Die Anamnese (Prashna Pariksha) und die 8 Untersuchungsverfahren (Puls, Urin, Stuhl, Zunge, Hörbares, Fühlbares, Augen und Antlitz) mittels der fünf Sinne des Therapeuten (Panchendriya Pariksha) bilden zusammen die ayurvedische Diagnostik (Nidana).

Im klassischen Ayurveda wurde keine Systematik einer Anameseführung beschrieben. Meine Darstellung basiert daher auf den Erfahrungen meiner Lehrer und Kollegen und meiner eigenen 20-jährigen Praxistätigkeit.

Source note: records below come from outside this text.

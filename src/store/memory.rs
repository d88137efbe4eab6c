use crate::core::field::FieldKey;
use crate::state::draft::Draft;
use crate::store::{DraftStore, PersistenceError, RecordId, RecordStore, SubmittedRecord};
use std::collections::HashMap;

#[derive(Debug, Default)]
pub struct MemoryStore {
    records: Vec<SubmittedRecord>,
    drafts: HashMap<String, Draft>,
}

impl MemoryStore {
    pub fn new() -> Self {
        Self::default()
    }

    pub fn records(&self) -> &[SubmittedRecord] {
        &self.records
    }

    pub fn get(&self, id: RecordId) -> Option<&SubmittedRecord> {
        self.records.iter().find(|record| record.id == id)
    }

    /// Looks up a record by employee ID, ignoring surrounding whitespace.
    pub fn find_by_employee_id(&self, employee_id: &str) -> Option<&SubmittedRecord> {
        let employee_id = employee_id.trim();
        self.records.iter().find(|record| {
            record.values.text(FieldKey::EmployeeId).map(str::trim) == Some(employee_id)
        })
    }

    pub fn len(&self) -> usize {
        self.records.len()
    }

    pub fn is_empty(&self) -> bool {
        self.records.is_empty()
    }
}

impl RecordStore for MemoryStore {
    fn save_record(&mut self, record: &SubmittedRecord) -> Result<RecordId, PersistenceError> {
        if let Some(employee_id) = record.values.text(FieldKey::EmployeeId).map(str::trim) {
            if self.find_by_employee_id(employee_id).is_some() {
                return Err(PersistenceError::Duplicate(employee_id.to_string()));
            }
        }
        self.records.push(record.clone());
        Ok(record.id)
    }
}

impl DraftStore for MemoryStore {
    fn save_draft(&mut self, owner: &str, draft: &Draft) -> Result<(), PersistenceError> {
        self.drafts.insert(owner.to_string(), draft.clone());
        Ok(())
    }

    fn load_draft(&self, owner: &str) -> Result<Option<Draft>, PersistenceError> {
        Ok(self.drafts.get(owner).cloned())
    }

    fn discard_draft(&mut self, owner: &str) -> Result<(), PersistenceError> {
        self.drafts.remove(owner);
        Ok(())
    }
}
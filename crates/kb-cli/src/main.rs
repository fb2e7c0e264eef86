//! Terminal front end for the Kaninchenbau text adventure.

mod banner;
mod console;

use std::path::{Path, PathBuf};
use std::process;

use clap::{ArgAction, Parser};
use kb_core::{Content, CoreResult, World};
use kb_fiction::{Ending, FictionSession, GameConfig};
use log::{LevelFilter, info};

use crate::console::TerminalConsole;

#[derive(Parser)]
#[command(
    name = "kaninchenbau",
    about = "Kaninchenbau: a text adventure on an old home computer",
    version
)]
struct Cli {
    /// RNG seed for a reproducible game
    #[arg(long)]
    seed: Option<u64>,

    /// Story content file (JSON) to play instead of the built-in story
    #[arg(long)]
    content: Option<PathBuf>,

    /// Print text at once and skip the boot sequence
    #[arg(long)]
    fast: bool,

    /// Wrap width in columns
    #[arg(long, default_value_t = 70)]
    width: usize,

    /// More log output on stderr (-v info, -vv debug, -vvv trace)
    #[arg(short, long, action = ArgAction::Count)]
    verbose: u8,
}

fn init_logging(verbosity: u8) {
    let mut builder = env_logger::Builder::new();
    builder.format_timestamp(None);
    match verbosity {
        0 => {
            builder.filter_level(LevelFilter::Warn);
            builder.parse_default_env();
        }
        1 => {
            builder.filter_level(LevelFilter::Info);
        }
        2 => {
            builder.filter_level(LevelFilter::Debug);
        }
        _ => {
            builder.filter_level(LevelFilter::Trace);
        }
    }
    let _ = builder.try_init();
}

fn load_world(path: Option<&Path>) -> CoreResult<World> {
    match path {
        Some(path) => {
            info!("loading content from {}", path.display());
            World::from_content(Content::load(path)?)
        }
        None => World::embedded(),
    }
}

fn run(cli: &Cli) -> Result<Ending, String> {
    let world = load_world(cli.content.as_deref()).map_err(|e| e.to_string())?;
    let mut config = GameConfig::default();
    if let Some(seed) = cli.seed {
        config = config.with_seed(seed);
    }

    let mut console = TerminalConsole::new(cli.fast, cli.width)
        .map_err(|e| format!("cannot open terminal: {e}"))?;
    if !cli.fast {
        banner::boot(&mut console).map_err(|e| e.to_string())?;
    }

    let mut session = FictionSession::new(world, config, console);
    session.run().map_err(|e| e.to_string())
}

fn main() {
    let cli = Cli::parse();
    init_logging(cli.verbose);

    match run(&cli) {
        Ok(ending) => info!("game over: {ending}"),
        Err(e) => {
            eprintln!("error: {e}");
            process::exit(1);
        }
    }
}
//! Resolution of story-specific interactions.
//!
//! Content supplies the words; these tables decide which scripted behaviour a
//! word triggers at a location. Every lookup is exhaustive over a closed enum
//! so the handlers match on variants instead of strings.

use kb_core::{Flag, LocationId};

/// Identifiers the scripts refer to.
pub mod story {
    /// The player's apartment.
    pub const APARTMENT: &str = "APARTMENT";
    /// The street in front of the house.
    pub const STRASSE: &str = "STRASSE";
    /// The cyber cafe.
    pub const CAFE: &str = "CAFE";
    /// Inside the phone booth.
    pub const TELEFONZELLE_INNERES: &str = "TELEFONZELLE_INNERES";
    /// In front of the server farm.
    pub const SERVER_FARM_EINGANG: &str = "SERVER_FARM_EINGANG";
    /// The online forum.
    pub const KANINCHENBAU_FORUM: &str = "KANINCHENBAU_FORUM";

    /// The note with the password hint.
    pub const ZETTEL: &str = "ZETTEL";
    /// The diskette from the cafe terminal.
    pub const DATEN_DISKETTE: &str = "DATEN_DISKETTE";
    /// The keycard from the contact.
    pub const SCHLUESSELKARTE: &str = "SCHLUESSELKARTE";

    /// Home computer.
    pub const COMPUTER: &str = "COMPUTER";
    /// Public phone.
    pub const TELEFON: &str = "TELEFON";
    /// Phone receiver.
    pub const HOERER: &str = "HOERER";
    /// Public terminal in the cafe.
    pub const TERMINAL: &str = "TERMINAL";
    /// Server farm numpad.
    pub const NUMPAD: &str = "NUMPAD";
    /// Server farm card reader.
    pub const KARTENLESER: &str = "KARTENLESER";
    /// Apartment window.
    pub const FENSTER: &str = "FENSTER";
    /// Apartment bed.
    pub const BETT: &str = "BETT";
    /// The booth seen from the street.
    pub const TELEFONZELLE: &str = "TELEFONZELLE";
    /// Server farm door.
    pub const TUER: &str = "TUER";
    /// Button in the booth.
    pub const KNOPF: &str = "KNOPF";
    /// The contact in the cafe.
    pub const MANN: &str = "MANN";
    /// The encrypted first message.
    pub const NACHRICHT: &str = "NACHRICHT";
    /// Scan target at the server farm and at home.
    pub const PORTS: &str = "PORTS";
}

use story::*;

fn is(location: &LocationId, id: &str) -> bool {
    location.as_str() == id
}

/// A location-bound object with scripted behaviour.
#[derive(Debug, Clone, Copy, PartialEq, Eq)]
pub enum Fixture {
    /// The home computer.
    Computer,
    /// The public phone.
    Phone,
    /// The phone receiver.
    Receiver,
    /// The cafe terminal.
    Terminal,
    /// The server farm numpad.
    Numpad,
    /// The server farm card reader.
    CardReader,
    /// The apartment window.
    Window,
    /// The apartment bed.
    Bed,
    /// The phone booth, seen from the street.
    PhoneBooth,
    /// The server farm door.
    Door,
    /// The button in the booth.
    Button,
}

impl Fixture {
    /// The fixture `target` names at `location`, if any.
    pub fn resolve(location: &LocationId, target: &str) -> Option<Self> {
        let fixture = match (location.as_str(), target) {
            (APARTMENT, COMPUTER) => Self::Computer,
            (APARTMENT, FENSTER) => Self::Window,
            (APARTMENT, BETT) => Self::Bed,
            (STRASSE, TELEFONZELLE) => Self::PhoneBooth,
            (CAFE, TERMINAL) => Self::Terminal,
            (TELEFONZELLE_INNERES, TELEFON) => Self::Phone,
            (TELEFONZELLE_INNERES, HOERER) => Self::Receiver,
            (TELEFONZELLE_INNERES, KNOPF) => Self::Button,
            (SERVER_FARM_EINGANG, NUMPAD) => Self::Numpad,
            (SERVER_FARM_EINGANG, KARTENLESER) => Self::CardReader,
            (SERVER_FARM_EINGANG, TUER) => Self::Door,
            _ => return None,
        };
        Some(fixture)
    }
}

/// A carried item used on an object.
#[derive(Debug, Clone, Copy, PartialEq, Eq)]
pub enum Interaction {
    /// Keycard through the card reader.
    SwipeKeycard,
    /// Diskette into the home computer.
    InsertDiskette,
}

impl Interaction {
    /// The interaction for `item` used on `object` at `location`, if any.
    pub fn resolve(item: &str, object: &str, location: &LocationId) -> Option<Self> {
        match (item, object, location.as_str()) {
            (SCHLUESSELKARTE, KARTENLESER, SERVER_FARM_EINGANG) => Some(Self::SwipeKeycard),
            (DATEN_DISKETTE, COMPUTER, APARTMENT) => Some(Self::InsertDiskette),
            _ => None,
        }
    }
}

/// Something that can be hacked.
#[derive(Debug, Clone, Copy, PartialEq, Eq)]
pub enum HackTarget {
    /// The server farm, through the port scan.
    ServerFarm,
    /// The public terminal, a dice roll.
    CafeTerminal,
    /// The home computer, which wants a password instead.
    HomeComputer,
}

impl HackTarget {
    /// The hack target `target` names at `location`, if any.
    pub fn resolve(target: &str, location: &LocationId) -> Option<Self> {
        if is(location, SERVER_FARM_EINGANG)
            && matches!(target, "SERVER" | "SERVER-FARM" | "SERVERFARM" | PORTS)
        {
            return Some(Self::ServerFarm);
        }
        match (target, location.as_str()) {
            (TERMINAL, CAFE) => Some(Self::CafeTerminal),
            (COMPUTER, APARTMENT) => Some(Self::HomeComputer),
            _ => None,
        }
    }
}

/// Characters with their own dialogue.
#[derive(Debug, Clone, Copy, PartialEq, Eq)]
pub enum NpcScript {
    /// The man behind the cafe counter.
    Contact,
}

impl NpcScript {
    /// The script for `npc` at `location`, if any.
    pub fn resolve(npc: &str, location: &LocationId) -> Option<Self> {
        (npc == MANN && is(location, CAFE)).then_some(Self::Contact)
    }
}

/// One half of the server farm lock.
#[derive(Debug, Clone, Copy, PartialEq, Eq)]
pub enum LockHalf {
    /// The keycard was accepted.
    Card,
    /// The door code was accepted.
    Code,
}

impl LockHalf {
    /// The flag recording this half.
    pub fn flag(self) -> Flag {
        match self {
            Self::Card => Flag::CardUsed,
            Self::Code => Flag::CodeCorrect,
        }
    }

    /// The other half.
    pub fn other(self) -> Self {
        match self {
            Self::Card => Self::Code,
            Self::Code => Self::Card,
        }
    }

    /// Narrated when this half is accepted but the other is still missing.
    pub fn partial(self) -> &'static str {
        match self {
            Self::Card => "DIE KARTE WURDE AKZEPTIERT, ABER DIE TUER BLEIBT ZU. FEHLT NOCH DER CODE?",
            Self::Code => {
                "DAS NUMPAD LEUCHTET GRUEN, ABER DIE TUER BLEIBT ZU. FEHLT NOCH DIE SCHLUESSELKARTE?"
            }
        }
    }

    /// Narrated when the door is tried with only this half done.
    pub fn door_refusal(self) -> &'static str {
        match self {
            Self::Card => {
                "DIE TUER BLEIBT VERSCHLOSSEN. DER KARTENLESER LEUCHTETE, ABER ES FEHLT WOHL NOCH DER CODE."
            }
            Self::Code => {
                "DIE TUER BLEIBT VERSCHLOSSEN. DAS NUMPAD LEUCHTETE, ABER ES FEHLT WOHL NOCH DIE KARTE."
            }
        }
    }
}
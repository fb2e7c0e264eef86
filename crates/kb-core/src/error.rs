use crate::entity::{ItemId, LocationId};

/// Alias for `Result<T, CoreError>`.
pub type CoreResult<T> = Result<T, CoreError>;

/// Errors that can occur when loading content or manipulating a world.
#[derive(Debug, thiserror::Error)]
pub enum CoreError {
    /// The content document is not valid JSON for the content schema.
    #[error("invalid content: {0}")]
    Parse(#[from] serde_json::Error),

    /// The content file could not be read.
    #[error("cannot read content file: {0}")]
    Io(#[from] std::io::Error),

    /// The start location named by the content does not exist.
    #[error("start location \"{0}\" is not defined")]
    MissingStart(LocationId),

    /// The requested item does not exist in the world.
    #[error("item not found: {0}")]
    UnknownItem(ItemId),

    /// The requested location does not exist in the world.
    #[error("location not found: {0}")]
    UnknownLocation(LocationId),
}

Zeit für den Menschen und das Gespräch

Erstanamnesen in westlichen Arztpraxen dauern oft nicht länger als 15 Minuten, in denen die wesentlichen Beschwerden im Mittelpunkt stehen. Daran schließen sich körperliche, apparative und laboratorische Untersuchungen an, um zuletzt eine Diagnose zu stellen.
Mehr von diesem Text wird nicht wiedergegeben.